Mana yang Benar? Gelar Jokowi Drs atau Ir

Warganet masih memperbincangkan polemik soal riwayat pendidikan Presiden ke-7 RI Joko Widodo (Jokowi).
Pemilik akun X Edy Bayo Regar, Rabu (19/3/2025), menuliskan seluruh rakyat Indonesia tertipu dengan gelar Jokowi yang membingungkan.
"270 juta lebih rakyat Indonesia ketipu. Drs atau Ir," tulis Edy Bayo Regar.
Dalam postingannya, Edy menyertakan dua foto berbeda Jokowi. Pertama menampilkan foto Jokowi saat masih menjabat Wali Kota Solo.
Dalam keterangan foto yang tertulis tanggal 20 September 2006, Drs Joko Widodo sedang melakukan kunjungan ke PT Sritex Sukoharjo.
Sementara foto lainnya menampilkan foto dengan keterangan Presiden Republik Indonesia Ir H Joko Widodo.
Akun @cadoize3 menanggapi cuitan itu dengan menuliskan, dirinya curiga Jokowi mengambil dua jurusan sekaligus saat kuliah di Universitas Gadjah Mada (UGM).
"Curiga Pak Jokowi ambil dua jurusan," tulisnya dengan nada satir.
Sebelumnya, alumni Fakultas Teknologi Universitas Gajah Mada (UGM) Rismon Hasiholan Sianipar meyakini ijazah S1 Kehutanan Presiden Jokowi yang diterbitkan Universitas Gadjah Mada (UGM) pada tahun 1985 adalah palsu.
Pakar telematika Roy Suryo pun menguatkan keyakinan Rismon. Roy Suryo merujuk pada unggahannya di akun X @KRMTRoySuryo2 pada 25 Februari 2020, yang memuat lampiran halaman buku wisuda tahun 1985.
Dalam buku tersebut, foto almarhum Hari Mulyono tercantum dengan nama "Jokowi".
Roy Suryo juga mempertanyakan keaslian ijazah Jokowi yang hingga kini tidak pernah bisa dibuktikan bentuk fisiknya.
"Fotokopi ijazah Jokowi tidak pernah bisa dibuktikan keasliannya, bahkan bentuk fisik aslinya pun tidak pernah ditunjukkan," kata mantan Menteri Pemuda dan Olahraga (Menpora) era Presiden Susilo Bambang Yudhoyono (SBY) ini.
Roy Suryo juga turut menyoroti font atau huruf yang digunakan dalam dokumen tersebut.
Sebab, kata Roy, teknologi pencetakan pada tahun 1985 belum memungkinkan penggunaan font yang terlihat dalam dokumen ijazah dan skripsi Jokowi.
Roy menjelaskan, tTeknologi printing atau pencetakan pada era 1980-an masih sangat terbatas.
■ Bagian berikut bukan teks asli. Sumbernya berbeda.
//! Rings and regions in pixel space.

use serde::{Deserialize, Serialize};
use std::cmp::Ordering;

use super::bbox::BoundingBox;
use crate::raster::Coordinate;

/// A vertex in pixel space.
#[derive(Clone, Copy, Debug, PartialEq, Serialize, Deserialize)]
pub struct Point {
    pub x: f64,
    pub y: f64,
}

impl Point {
    /// Creates a new point.
    #[inline]
    pub fn new(x: f64, y: f64) -> Self {
        Self { x, y }
    }

    /// Lexicographic order: x first, then y.
    #[inline]
    pub fn cmp_xy(&self, other: &Self) -> Ordering {
        self.x.total_cmp(&other.x).then(self.y.total_cmp(&other.y))
    }
}

/// Direction in which a ring is traversed, measured with the shoelace
/// formula (positive signed area is counter-clockwise).
#[derive(Clone, Copy, Debug, PartialEq, Eq)]
pub enum Winding {
    CounterClockwise,
    Clockwise,
}

impl Winding {
    /// Returns the opposite direction.
    pub fn reversed(self) -> Self {
        match self {
            Winding::CounterClockwise => Winding::Clockwise,
            Winding::Clockwise => Winding::CounterClockwise,
        }
    }
}

/// A closed polygon boundary.
///
/// The closing vertex is implicit: `points` never repeats the first vertex
/// at the end, and never holds two identical consecutive vertices.
/// Non-consecutive repeats are allowed (self-touching boundaries).
#[derive(Clone, Debug, Default, PartialEq, Serialize)]
#[serde(transparent)]
pub struct Ring {
    points: Vec<Point>,
}

impl Ring {
    /// Creates a ring, dropping an explicit closing vertex and collapsing
    /// consecutive duplicates.
    pub fn new(mut points: Vec<Point>) -> Self {
        points.dedup();
        while points.len() > 1 && points.first() == points.last() {
            points.pop();
        }
        Self { points }
    }

    /// Creates a ring from `(x, y)` pairs.
    pub fn from_coords(coords: &[(f64, f64)]) -> Self {
        Self::new(coords.iter().map(|&(x, y)| Point::new(x, y)).collect())
    }

    /// Returns the vertices without the closing point.
    #[inline]
    pub fn points(&self) -> &[Point] {
        &self.points
    }

    /// Returns the number of vertices (closing point excluded).
    #[inline]
    pub fn len(&self) -> usize {
        self.points.len()
    }

    /// Returns true if the ring has no vertices.
    #[inline]
    pub fn is_empty(&self) -> bool {
        self.points.is_empty()
    }

    /// Iterates over the vertices followed by the closing point.
    pub fn closed_points(&self) -> impl Iterator<Item = Point> + '_ {
        self.points.iter().chain(self.points.first()).copied()
    }

    /// Iterates over the edges `(from, to)`, including the closing edge.
    pub fn edges(&self) -> impl Iterator<Item = (Point, Point)> + '_ {
        let n = self.points.len();
        (0..n).map(move |i| (self.points[i], self.points[(i + 1) % n]))
    }

    /// Shoelace area; positive for counter-clockwise rings.
    pub fn signed_area(&self) -> f64 {
        self.edges()
            .map(|(a, b)| a.x * b.y - b.x * a.y)
            .sum::<f64>()
            / 2.0
    }

    /// Absolute enclosed area.
    pub fn area(&self) -> f64 {
        self.signed_area().abs()
    }

    /// Returns the winding direction, or `None` for a zero-area ring.
    pub fn winding(&self) -> Option<Winding> {
        let area = self.signed_area();
        if area > 0.0 {
            Some(Winding::CounterClockwise)
        } else if area < 0.0 {
            Some(Winding::Clockwise)
        } else {
            None
        }
    }

    /// Returns the ring traversed in the opposite direction.
    pub fn reversed(&self) -> Self {
        let mut points = self.points.clone();
        points.reverse();
        Self { points }
    }

    /// Returns the ring rotated so it starts at vertex `start`.
    pub fn rotated(&self, start: usize) -> Self {
        let mut points = self.points.clone();
        let len = points.len();
        if len > 0 {
            points.rotate_left(start % len);
        }
        Self { points }
    }

    /// Number of distinct vertices.
    pub fn distinct_len(&self) -> usize {
        let mut sorted = self.points.clone();
        sorted.sort_by(Point::cmp_xy);
        sorted.dedup();
        sorted.len()
    }

    /// True when the ring cannot bound an area.
    pub fn is_degenerate(&self) -> bool {
        self.distinct_len() < 3 || self.signed_area() == 0.0
    }

    /// Returns the ring's extent.
    pub fn bounds(&self) -> BoundingBox {
        BoundingBox::from_points(self.points.iter().map(|p| (p.x, p.y)))
    }

    /// Applies `f` to every coordinate, re-establishing the ring invariants.
    pub fn map_coords(&self, f: impl Fn(f64) -> f64) -> Self {
        Self::new(
            self.points
                .iter()
                .map(|p| Point::new(f(p.x), f(p.y)))
                .collect(),
        )
    }
}

/// An outer ring plus zero or more holes.
#[derive(Clone, Debug, Default, PartialEq, Serialize)]
pub struct Region {
    exterior: Ring,
    #[serde(skip_serializing_if = "Vec::is_empty")]
    interiors: Vec<Ring>,
}

impl Region {
    /// Creates a region from its rings.
    pub fn new(exterior: Ring, interiors: Vec<Ring>) -> Self {
        Self {
            exterior,
            interiors,
        }
    }

    /// The unit square covering pixel `coord`.
    pub fn unit_square(coord: Coordinate) -> Self {
        let (x, y) = (coord.x as f64, coord.y as f64);
        Self::new(
            Ring::from_coords(&[(x, y), (x, y + 1.0), (x + 1.0, y + 1.0), (x + 1.0, y)]),
            Vec::new(),
        )
    }

    /// Returns the outer boundary.
    #[inline]
    pub fn exterior(&self) -> &Ring {
        &self.exterior
    }

    /// Returns the holes.
    #[inline]
    pub fn interiors(&self) -> &[Ring] {
        &self.interiors
    }

    /// Returns true if the region has at least one hole.
    #[inline]
    pub fn has_holes(&self) -> bool {
        !self.interiors.is_empty()
    }

    /// Iterates over the exterior followed by the holes.
    pub fn rings(&self) -> impl Iterator<Item = &Ring> {
        std::iter::once(&self.exterior).chain(self.interiors.iter())
    }

    /// Enclosed area: the outer area minus the holes.
    pub fn area(&self) -> f64 {
        self.exterior.area() - self.interiors.iter().map(Ring::area).sum::<f64>()
    }

    /// Returns the region's extent (the extent of its outer ring).
    pub fn bounds(&self) -> BoundingBox {
        self.exterior.bounds()
    }

    /// Applies `f` to every coordinate of every ring, dropping holes that
    /// collapse.
    pub fn map_coords(&self, f: impl Fn(f64) -> f64) -> Self {
        let exterior = self.exterior.map_coords(&f);
        let interiors = self
            .interiors
            .iter()
            .map(|ring| ring.map_coords(&f))
            .filter(|ring| !ring.is_degenerate())
            .collect();
        Self::new(exterior, interiors)
    }
}

#[cfg(test)]
mod tests {
    use super::*;

    fn square() -> Ring {
        Ring::from_coords(&[(0.0, 0.0), (1.0, 0.0), (1.0, 1.0), (0.0, 1.0)])
    }

    #[test]
    fn new_strips_closing_point_and_duplicates() {
        let ring = Ring::from_coords(&[
            (0.0, 0.0),
            (1.0, 0.0),
            (1.0, 0.0),
            (1.0, 1.0),
            (0.0, 1.0),
            (0.0, 0.0),
        ]);
        assert_eq!(ring, square());
        assert_eq!(ring.len(), 4);
    }

    #[test]
    fn rotated_wraps_the_start_index() {
        let ring = square();
        assert_eq!(ring.rotated(1).points()[0], Point::new(1.0, 0.0));
        assert_eq!(ring.rotated(6), ring.rotated(2));
        assert_eq!(ring.rotated(4), ring);
        assert!(Ring::new(Vec::new()).rotated(3).is_empty());
    }

    #[test]
    fn non_consecutive_duplicates_are_kept() {
        let ring = Ring::from_coords(&[
            (0.0, 0.0),
            (1.0, 0.0),
            (1.0, 1.0),
            (2.0, 1.0),
            (2.0, 2.0),
            (1.0, 2.0),
            (1.0, 1.0),
            (0.0, 1.0),
        ]);
        assert_eq!(ring.len(), 8);
        assert_eq!(ring.distinct_len(), 7);
        assert_eq!(ring.area(), 2.0);
    }

    #[test]
    fn signed_area_reflects_winding() {
        assert_eq!(square().signed_area(), 1.0);
        assert_eq!(square().winding(), Some(Winding::CounterClockwise));
        assert_eq!(square().reversed().signed_area(), -1.0);
        assert_eq!(square().reversed().winding(), Some(Winding::Clockwise));
    }

    #[test]
    fn unit_square_covers_the_pixel() {
        let region = Region::unit_square(Coordinate::new(5, 5));
        assert_eq!(region.area(), 1.0);
        assert_eq!(region.bounds(), BoundingBox::new(5.0, 5.0, 1.0, 1.0));
        assert_eq!(
            region.exterior().points()[0],
            Point::new(5.0, 5.0)
        );
    }

    #[test]
    fn region_area_subtracts_holes() {
        let outer = Ring::from_coords(&[(0.0, 0.0), (3.0, 0.0), (3.0, 3.0), (0.0, 3.0)]);
        let hole = Ring::from_coords(&[(1.0, 1.0), (1.0, 2.0), (2.0, 2.0), (2.0, 1.0)]);
        let region = Region::new(outer, vec![hole]);
        assert!(region.has_holes());
        assert_eq!(region.area(), 8.0);
        assert_eq!(region.rings().count(), 2);
    }

    #[test]
    fn degenerate_rings_are_detected() {
        assert!(Ring::from_coords(&[(0.0, 0.0), (1.0, 0.0)]).is_degenerate());
        assert!(Ring::from_coords(&[(0.0, 0.0), (1.0, 0.0), (2.0, 0.0)]).is_degenerate());
        assert!(!square().is_degenerate());
    }

    #[test]
    fn closed_points_repeat_the_start() {
        let closed: Vec<Point> = square().closed_points().collect();
        assert_eq!(closed.len(), 5);
        assert_eq!(closed.first(), closed.last());
    }
}
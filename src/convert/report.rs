//! Conversion report: what a conversion produced.

use serde::Serialize;
use std::fmt;

use crate::document::{Document, Element};
use crate::geometry::BoundingBox;
use crate::number::format_number;
use crate::raster::PixelGrid;

/// A summary of one conversion, printed by `--report`.
#[derive(Clone, Debug, Default, PartialEq, Serialize)]
pub struct ConversionReport {
    /// Source grid width in pixels.
    pub width: u32,
    /// Source grid height in pixels.
    pub height: u32,
    /// Number of colors that produced at least one shape.
    pub colors: usize,
    /// Counts of emitted elements by kind.
    pub elements: ElementCounts,
    /// The document viewport.
    pub viewport: BoundingBox,
}

/// Counts of emitted elements.
#[derive(Clone, Debug, Default, PartialEq, Eq, Serialize)]
pub struct ElementCounts {
    pub rects: usize,
    pub polygons: usize,
    pub paths: usize,
    pub groups: usize,
}

impl ElementCounts {
    /// Number of shapes, i.e. every element except groups.
    pub fn shapes(&self) -> usize {
        self.rects + self.polygons + self.paths
    }

    fn tally(&mut self, element: &Element) {
        match element {
            Element::Group(group) => {
                self.groups += 1;
                for child in &group.children {
                    self.tally(child);
                }
            }
            Element::Polygon(_) => self.polygons += 1,
            Element::Rect(_) => self.rects += 1,
            Element::Path(_) => self.paths += 1,
        }
    }
}

impl ConversionReport {
    /// Builds the report for `document` converted from `grid`.
    pub fn new(grid: &PixelGrid, document: &Document) -> Self {
        let mut elements = ElementCounts::default();
        for child in document.children() {
            elements.tally(child);
        }
        Self {
            width: grid.width(),
            height: grid.height(),
            colors: document.children().len(),
            elements,
            viewport: document.viewport(),
        }
    }

    /// Number of pixels in the source grid.
    pub fn pixels(&self) -> u64 {
        u64::from(self.width) * u64::from(self.height)
    }
}

impl fmt::Display for ConversionReport {
    fn fmt(&self, f: &mut fmt::Formatter<'_>) -> fmt::Result {
        writeln!(
            f,
            "  {}x{} pixels, {} colors",
            self.width, self.height, self.colors
        )?;
        writeln!(
            f,
            "  {} shapes: {} rects, {} polygons, {} paths",
            self.elements.shapes(),
            self.elements.rects,
            self.elements.polygons,
            self.elements.paths
        )?;
        if self.elements.groups > 0 {
            writeln!(f, "  {} groups", self.elements.groups)?;
        }
        writeln!(
            f,
            "  viewBox: {} {} {} {}",
            format_number(self.viewport.x),
            format_number(self.viewport.y),
            format_number(self.viewport.width),
            format_number(self.viewport.height)
        )
    }
}
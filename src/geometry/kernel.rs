//! The geometry kernel: polygon algebra consumed by the pipeline.
//!
//! The pipeline only talks to [`GeometryKernel`]. The production
//! implementation, [`ClipperKernel`], runs boolean operations and offsets
//! through Clipper on a fixed-point integer grid (`geo-clipper`) and uses
//! `geo` for simplification, orientation and intersection tests.

use geo::sweep::Intersections;
use geo::{BoundingRect, Coord, Line, LineIntersection, LineString, MultiPolygon, Polygon, Simplify};
use geo_clipper::{ClipperInt, EndType, JoinType};
use log::trace;

use super::bbox::BoundingBox;
use super::ring::{Point, Region, Ring, Winding};
use crate::error::KvadratError;

/// Polygon algebra needed by the vectorization pipeline.
///
/// Implementations must be deterministic: identical input must always give
/// identical output, because canonical forms are compared for equality.
pub trait GeometryKernel: Send + Sync {
    /// Merges possibly-overlapping polygons into a minimal covering set of
    /// disjoint regions.
    fn union(&self, regions: &[Region]) -> Result<Vec<Region>, KvadratError>;

    /// Grows (`distance > 0`) or shrinks (`distance < 0`) a region's
    /// boundary. Shrinking may split a region or make it vanish.
    fn buffer(&self, region: &Region, distance: f64) -> Result<Vec<Region>, KvadratError>;

    /// Removes vertices whose perpendicular deviation is within
    /// `tolerance`. The first vertex is always kept, so the result depends
    /// on where the ring starts.
    fn simplify(&self, ring: &Ring, tolerance: f64) -> Ring;

    /// Returns the ring traversed in `winding` direction.
    fn orient(&self, ring: &Ring, winding: Winding) -> Ring;

    /// True if no two edges of the region cross or overlap. Rings may touch
    /// themselves or each other at isolated vertices.
    fn is_simple(&self, region: &Region) -> bool;

    /// Returns the extent of a region.
    fn bounds(&self, region: &Region) -> BoundingBox;

    /// Serializes a region as path data, one closed subpath per ring.
    fn path_data(&self, region: &Region) -> String;
}

/// Geometry kernel backed by Clipper (via `geo-clipper`) and `geo`.
///
/// Clipper works on integer coordinates, so pixel-space values are scaled
/// by `scale` on the way in and divided on the way out. The scale must be
/// fine enough to resolve the smallest buffer distance in use.
#[derive(Clone, Copy, Debug)]
pub struct ClipperKernel {
    scale: f64,
}

impl ClipperKernel {
    /// Default fixed-point scale: 1e-7 of a pixel.
    pub const DEFAULT_SCALE: f64 = 1e7;

    /// Largest magnitude Clipper accepts for an integer coordinate.
    const MAX_UNITS: f64 = 4_611_686_018_427_387_903.0;

    /// Miter limit for offsets; pixel outlines only have right angles,
    /// whose miter length is sqrt(2) times the offset.
    const MITER_LIMIT: f64 = 2.0;

    /// Creates a kernel with the given fixed-point scale.
    pub fn new(scale: f64) -> Self {
        Self { scale }
    }

    /// Returns the fixed-point scale.
    pub fn scale(&self) -> f64 {
        self.scale
    }

    /// Largest pixel-space coordinate magnitude this kernel can represent.
    pub fn max_extent(&self) -> f64 {
        Self::MAX_UNITS / self.scale
    }

    fn to_units(&self, value: f64) -> Result<i64, KvadratError> {
        let units = (value * self.scale).round();
        if !units.is_finite() || units.abs() > Self::MAX_UNITS {
            return Err(KvadratError::geometry(format!(
                "coordinate {} is outside the kernel range at scale {}",
                value, self.scale
            )));
        }
        Ok(units as i64)
    }

    fn to_clipper_ring(&self, ring: &Ring) -> Result<LineString<i64>, KvadratError> {
        let coords = ring
            .points()
            .iter()
            .map(|p| {
                Ok(Coord {
                    x: self.to_units(p.x)?,
                    y: self.to_units(p.y)?,
                })
            })
            .collect::<Result<Vec<_>, KvadratError>>()?;
        Ok(coords.into())
    }

    fn to_clipper(&self, region: &Region) -> Result<Polygon<i64>, KvadratError> {
        let interiors = region
            .interiors()
            .iter()
            .map(|ring| self.to_clipper_ring(ring))
            .collect::<Result<Vec<_>, _>>()?;
        Ok(Polygon::new(self.to_clipper_ring(region.exterior())?, interiors))
    }

    fn from_clipper_ring(&self, ring: &LineString<i64>) -> Ring {
        Ring::new(
            ring.coords()
                .map(|c| Point::new(c.x as f64 / self.scale, c.y as f64 / self.scale))
                .collect(),
        )
    }

    fn from_clipper(&self, polygons: &MultiPolygon<i64>) -> Vec<Region> {
        polygons
            .iter()
            .filter_map(|polygon| {
                let exterior = self.from_clipper_ring(polygon.exterior());
                if exterior.is_degenerate() {
                    trace!("dropping degenerate ring with {} vertices", exterior.len());
                    return None;
                }
                let interiors = polygon
                    .interiors()
                    .iter()
                    .map(|ring| self.from_clipper_ring(ring))
                    .filter(|ring| !ring.is_degenerate())
                    .collect();
                Some(Region::new(exterior, interiors))
            })
            .collect()
    }
}

impl Default for ClipperKernel {
    fn default() -> Self {
        Self::new(Self::DEFAULT_SCALE)
    }
}

fn to_line_string(ring: &Ring) -> LineString<f64> {
    ring.closed_points()
        .map(|p| Coord { x: p.x, y: p.y })
        .collect::<Vec<_>>()
        .into()
}

fn from_line_string(line: &LineString<f64>) -> Ring {
    Ring::new(line.coords().map(|c| Point::new(c.x, c.y)).collect())
}

impl GeometryKernel for ClipperKernel {
    fn union(&self, regions: &[Region]) -> Result<Vec<Region>, KvadratError> {
        if regions.is_empty() {
            return Ok(Vec::new());
        }
        let subject = MultiPolygon::new(
            regions
                .iter()
                .map(|r| self.to_clipper(r))
                .collect::<Result<Vec<_>, _>>()?,
        );
        let merged = subject.union(&MultiPolygon::<i64>::new(Vec::new()));
        Ok(self.from_clipper(&merged))
    }

    fn buffer(&self, region: &Region, distance: f64) -> Result<Vec<Region>, KvadratError> {
        if !distance.is_finite() {
            return Err(KvadratError::geometry(format!(
                "buffer distance must be finite, got {}",
                distance
            )));
        }
        let delta = distance * self.scale;
        if delta.abs() < 1.0 && distance != 0.0 {
            return Err(KvadratError::geometry(format!(
                "buffer distance {} is below the kernel resolution 1/{}",
                distance, self.scale
            )));
        }
        if delta.abs() > Self::MAX_UNITS {
            return Err(KvadratError::geometry(format!(
                "buffer distance {} is outside the kernel range at scale {}",
                distance, self.scale
            )));
        }
        let offset = self.to_clipper(region)?.offset(
            delta,
            JoinType::Miter(Self::MITER_LIMIT),
            EndType::ClosedPolygon,
        );
        Ok(self.from_clipper(&offset))
    }

    fn simplify(&self, ring: &Ring, tolerance: f64) -> Ring {
        let simplified = from_line_string(&to_line_string(ring).simplify(&tolerance));
        if simplified.is_degenerate() {
            // never trade a valid ring for a collapsed one
            return ring.clone();
        }
        simplified
    }

    fn orient(&self, ring: &Ring, winding: Winding) -> Ring {
        use geo::Winding as _;

        let mut line = to_line_string(ring);
        match winding {
            Winding::CounterClockwise => line.make_ccw_winding(),
            Winding::Clockwise => line.make_cw_winding(),
        }
        from_line_string(&line)
    }

    fn is_simple(&self, region: &Region) -> bool {
        if region.rings().any(Ring::is_degenerate) {
            return false;
        }

        let edges = region.rings().flat_map(|ring| {
            ring.edges()
                .map(|(a, b)| Line::new(Coord { x: a.x, y: a.y }, Coord { x: b.x, y: b.y }))
        });
        // sweep-line: only pairs that actually meet are reported
        !Intersections::from_iter(edges).any(|(_, _, intersection)| match intersection {
            LineIntersection::SinglePoint { is_proper, .. } => is_proper,
            LineIntersection::Collinear { intersection } => intersection.start != intersection.end,
        })
    }

    fn bounds(&self, region: &Region) -> BoundingBox {
        match to_line_string(region.exterior()).bounding_rect() {
            Some(rect) => {
                BoundingBox::from_xyxy(rect.min().x, rect.min().y, rect.max().x, rect.max().y)
            }
            None => BoundingBox::ZERO,
        }
    }

    fn path_data(&self, region: &Region) -> String {
        region
            .rings()
            .map(|ring| {
                let mut subpath = String::new();
                for (i, p) in ring.points().iter().enumerate() {
                    subpath.push(if i == 0 { 'M' } else { 'L' });
                    subpath.push_str(&format!("{:?},{:?} ", p.x, p.y));
                }
                subpath.push('z');
                subpath
            })
            .collect::<Vec<_>>()
            .join(" ")
    }
}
Printer Dot Matrix yang populer saat itu hanya bisa menghasilkan font seperti Courier atau Sans-Serif, bukan font proporsional seperti yang terlihat dalam dokumen tersebut.
"Apalagi, pada tahun 1985 penggunaan komputer pribadi (PC) di Indonesia masih sangat terbatas," pungkas Roy Suryo. []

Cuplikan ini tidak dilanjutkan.